Processes and Technologies for a Sustainable Energy

In fig. 2 the spectra of pitch and its fraction are reported with both the techniques. It is

possible to observe a very good agreement between the two mass spectrometric systems, in

terms of mass range detected and peak sequences, even if in the case of AP-LDI-IT the

ionization is performed in softer conditions that can reduce fragmentation but increase

aggregation into the plume.

In the case of pitch and pitch HS, the MW range detected (m/z 200-500) confirms the SEC

MW attribution and the presence of a sequence of major ion peaks with a spacing of 24-26 u

superimposed on a sequence of minor ion peaks which present the same spacing of 24-26 u

typical of PAH [7] have been found.

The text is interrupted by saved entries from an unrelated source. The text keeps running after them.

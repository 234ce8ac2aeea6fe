/// Server configuration loaded from environment variables.
///
/// All fields have sensible defaults suitable for local development.
/// In production, override via environment variables.
#[derive(Debug, Clone)]
pub struct ServerConfig {
    /// Bind address (default: `0.0.0.0`).
    pub host: String,
    /// Bind port (default: `3000`).
    pub port: u16,
    /// Allowed CORS origins, parsed from comma-separated `CORS_ORIGINS` env var.
    pub cors_origins: Vec<String>,
    /// HTTP request timeout in seconds (default: `30`).
    pub request_timeout_secs: u64,
    /// Public base URL providers call back into (no trailing slash).
    pub webhook_base_url: String,
    /// API credentials for the provider adapters.
    pub providers: ProviderCredentials,
}

/// Per-provider API credentials. Empty strings disable the adapter at
/// startup (logged, not fatal) so a partially configured environment
/// can still serve the platforms it has keys for.
#[derive(Debug, Clone, Default)]
pub struct ProviderCredentials {
    pub fal_api_key: String,
    pub replicate_api_token: String,
    pub ark_api_key: String,
    pub kie_api_key: String,
    pub nano_api_key: String,
}

impl ServerConfig {
    /// Load configuration from environment variables with defaults.
    ///
    /// | Env Var                | Default                    |
    /// |------------------------|----------------------------|
    /// | `HOST`                 | `0.0.0.0`                  |
    /// | `PORT`                 | `3000`                     |
    /// | `CORS_ORIGINS`         | `http://localhost:5173`    |
    /// | `REQUEST_TIMEOUT_SECS` | `30`                       |
    /// | `WEBHOOK_BASE_URL`     | `http://localhost:3000`    |
    ///
    /// Provider credentials come from `FAL_API_KEY`,
    /// `REPLICATE_API_TOKEN`, `ARK_API_KEY`, `KIE_API_KEY`, and
    /// `NANO_API_KEY` (all default to empty).
    pub fn from_env() -> Self {
        let host = std::env::var("HOST").unwrap_or_else(|_| "0.0.0.0".into());

        let port: u16 = std::env::var("PORT")
            .unwrap_or_else(|_| "3000".into())
            .parse()
            .expect("PORT must be a valid u16");

        let cors_origins: Vec<String> = std::env::var("CORS_ORIGINS")
            .unwrap_or_else(|_| "http://localhost:5173".into())
            .split(',')
            .map(|s| s.trim().to_string())
            .filter(|s| !s.is_empty())
            .collect();

        let request_timeout_secs: u64 = std::env::var("REQUEST_TIMEOUT_SECS")
            .unwrap_or_else(|_| "30".into())
            .parse()
            .expect("REQUEST_TIMEOUT_SECS must be a valid u64");

        let webhook_base_url = std::env::var("WEBHOOK_BASE_URL")
            .unwrap_or_else(|_| "http://localhost:3000".into())
            .trim_end_matches('/')
            .to_string();

        let providers = ProviderCredentials {
            fal_api_key: std::env::var("FAL_API_KEY").unwrap_or_default(),
            replicate_api_token: std::env::var("REPLICATE_API_TOKEN").unwrap_or_default(),
            ark_api_key: std::env::var("ARK_API_KEY").unwrap_or_default(),
            kie_api_key: std::env::var("KIE_API_KEY").unwrap_or_default(),
            nano_api_key: std::env::var("NANO_API_KEY").unwrap_or_default(),
        };

        Self {
            host,
            port,
            cors_origins,
            request_timeout_secs,
            webhook_base_url,
            providers,
        }
    }

    /// Callback URL handed to providers at dispatch time. The webhook
    /// handler itself lives in the callback service, not here.
    pub fn callback_url(&self) -> String {
        format!("{}/api/v1/generation/webhook", self.webhook_base_url)
    }
}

For pitch TS the MW range detected is slightly shifted

toward higher masses, in agreement with SEC. On the basis of SEC, the last pitch fraction,

pitch TI, presents a very large MW distribution, ranging from 200 up to 4000 u, with a

maximum around 1000 u. LDI-MS spectrum of pitch TI shows in the range m/z 200-500 an

enrichment in the heavier peaks, and a presence of peaks at each masses, with no sequences

easily detectable (especially in IT spectrum (b)), confirming the higher complexity of this

fraction, less soluble in organic solvents. TOF-MS spectrum in a larger MW (fig 3a) presents

also a large hill around 1000 u not observable by IT (fig.3b).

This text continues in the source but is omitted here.